All of the listing should be transcribed exactly.

Segment Start: Source data

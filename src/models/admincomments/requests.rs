use serde::Deserialize;

use super::entities::Comment;

/// 评论所在的上下文，由宿主传入
#[derive(Debug, Clone, Copy, Deserialize, PartialEq)]
pub struct CommentContext {
    pub course_module_id: i64,
}

/// 评论回调的通用参数
///
/// `comment_area` 保留原始字符串，未知值由回调自身拒绝。
#[derive(Debug, Clone, Deserialize)]
pub struct CommentOptions {
    pub comment_area: String,
    pub item_id: i64,
    pub context: CommentContext,
}

// 渲染前过滤评论请求
#[derive(Debug, Deserialize)]
pub struct DisplayCommentsRequest {
    pub comments: Vec<Comment>,
    pub options: CommentOptions,
}

// 新建评论回调请求
#[derive(Debug, Deserialize)]
pub struct AddCommentRequest {
    pub comment: Comment,
    pub context: CommentContext,
}

// 评论事件请求（创建/删除之后由宿主调用）
#[derive(Debug, Deserialize)]
pub struct CommentEventRequest {
    pub comment: Comment,
    pub options: CommentOptions,
}
use serde::{Deserialize, Serialize};

// 作业提交
#[derive(Debug, Clone, Serialize, Deserialize, PartialEq)]
pub struct Submission {
    pub id: i64,
    pub assignment_id: i64,
    pub user_id: Option<i64>, // 小组提交时为空
    pub group_id: i64,        // 0 表示默认小组
    pub status: String,
}
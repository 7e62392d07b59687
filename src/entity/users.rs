//! 用户实体

use sea_orm::entity::prelude::*;

#[derive(Clone, Debug, PartialEq, DeriveEntityModel)]
#[sea_orm(table_name = "users")]
pub struct Model {
    #[sea_orm(primary_key)]
    pub id: i64,
    #[sea_orm(unique)]
    pub username: String,
    pub email: String,
    pub first_name: String,
    pub last_name: String,
    pub image_alt: Option<String>,
    pub suspended: bool,
    pub created_at: i64,
}

#[derive(Copy, Clone, Debug, EnumIter, DeriveRelation)]
pub enum Relation {
    #[sea_orm(has_many = "super::capability_grants::Entity")]
    CapabilityGrants,
    #[sea_orm(has_many = "super::group_members::Entity")]
    GroupMembers,
}

impl Related<super::capability_grants::Entity> for Entity {
    fn to() -> RelationDef {
        Relation::CapabilityGrants.def()
    }
}

impl Related<super::group_members::Entity> for Entity {
    fn to() -> RelationDef {
        Relation::GroupMembers.def()
    }
}

impl ActiveModelBehavior for ActiveModel {}

// 从数据库模型转换为业务模型
impl Model {
    pub fn into_user(self) -> crate::models::users::entities::User {
        use crate::models::users::entities::User;

        User {
            id: self.id,
            username: self.username,
            email: self.email,
            first_name: self.first_name,
            last_name: self.last_name,
            image_alt: self.image_alt,
            suspended: self.suspended,
        }
    }

    pub fn into_guest_identity(self) -> crate::models::users::entities::GuestIdentity {
        use crate::models::users::entities::GuestIdentity;

        GuestIdentity {
            id: self.id,
            email: self.email,
            image_alt: self.image_alt.unwrap_or_default(),
        }
    }
}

Segment End: Source data

### Response box
filename src/models/admincomments/requests.rs
use serde::Deserialize;

use super::entities::Comment;

/// 评论所在的上下文，由宿主传入
#[derive(Debug, Clone, Copy, Deserialize, PartialEq)]
pub struct CommentContext {
    pub course_module_id: i64,
}

/// 评论回调的通用参数
///
/// `comment_area` 保留原始字符串，未知值由回调自身拒绝。
#[derive(Debug, Clone, Deserialize)]
pub struct CommentOptions {
    pub comment_area: String,
    pub item_id: i64,
    pub context: CommentContext,
}

// 渲染前过滤评论请求
#[derive(Debug, Deserialize)]
pub struct DisplayCommentsRequest {
    pub comments: Vec<Comment>,
    pub options: CommentOptions,
}

// 新建评论回调请求
#[derive(Debug, Deserialize)]
pub struct AddCommentRequest {
    pub comment: Comment,
    pub context: CommentContext,
}

// 评论事件请求（创建/删除之后由宿主调用）
#[derive(Debug, Deserialize)]
pub struct CommentEventRequest {
    pub comment: Comment,
    pub options: CommentOptions,
}
use serde::{Deserialize, Serialize};

// 作业提交
#[derive(Debug, Clone, Serialize, Deserialize, PartialEq)]
pub struct Submission {
    pub id: i64,
    pub assignment_id: i64,
    pub user_id: Option<i64>, // 小组提交时为空
    pub group_id: i64,        // 0 表示默认小组
    pub status: String,
}
repository 7e62392d07b59687
filename src/entity/users.rs
//! 用户实体

use sea_orm::entity::prelude::*;

#[derive(Clone, Debug, PartialEq, DeriveEntityModel)]
#[sea_orm(table_name = "users")]
pub struct Model {
    #[sea_orm(primary_key)]
    pub id: i64,
    #[sea_orm(unique)]
    pub username: String,
    pub email: String,
    pub first_name: String,
    pub last_name: String,
    pub image_alt: Option<String>,
    pub suspended: bool,
    pub created_at: i64,
}

#[derive(Copy, Clone, Debug, EnumIter, DeriveRelation)]
pub enum Relation {
    #[sea_orm(has_many = "super::capability_grants::Entity")]
    CapabilityGrants,
    #[sea_orm(has_many = "super::group_members::Entity")]
    GroupMembers,
}

impl Related<super::capability_grants::Entity> for Entity {
    fn to() -> RelationDef {
        Relation::CapabilityGrants.def()
    }
}

impl Related<super::group_members::Entity> for Entity {
    fn to() -> RelationDef {
        Relation::GroupMembers.def()
    }
}

impl ActiveModelBehavior for ActiveModel {}

// 从数据库模型转换为业务模型
impl Model {
    pub fn into_user(self) -> crate::models::users::entities::User {
        use crate::models::users::entities::User;

        User {
            id: self.id,
            username: self.username,
            email: self.email,
            first_name: self.first_name,
            last_name: self.last_name,
            image_alt: self.image_alt,
            suspended: self.suspended,
        }
    }

    pub fn into_guest_identity(self) -> crate::models::users::entities::GuestIdentity {
        use crate::models::users::entities::GuestIdentity;

        GuestIdentity {
            id: self.id,
            email: self.email,
            image_alt: self.image_alt.unwrap_or_default(),
        }
    }
}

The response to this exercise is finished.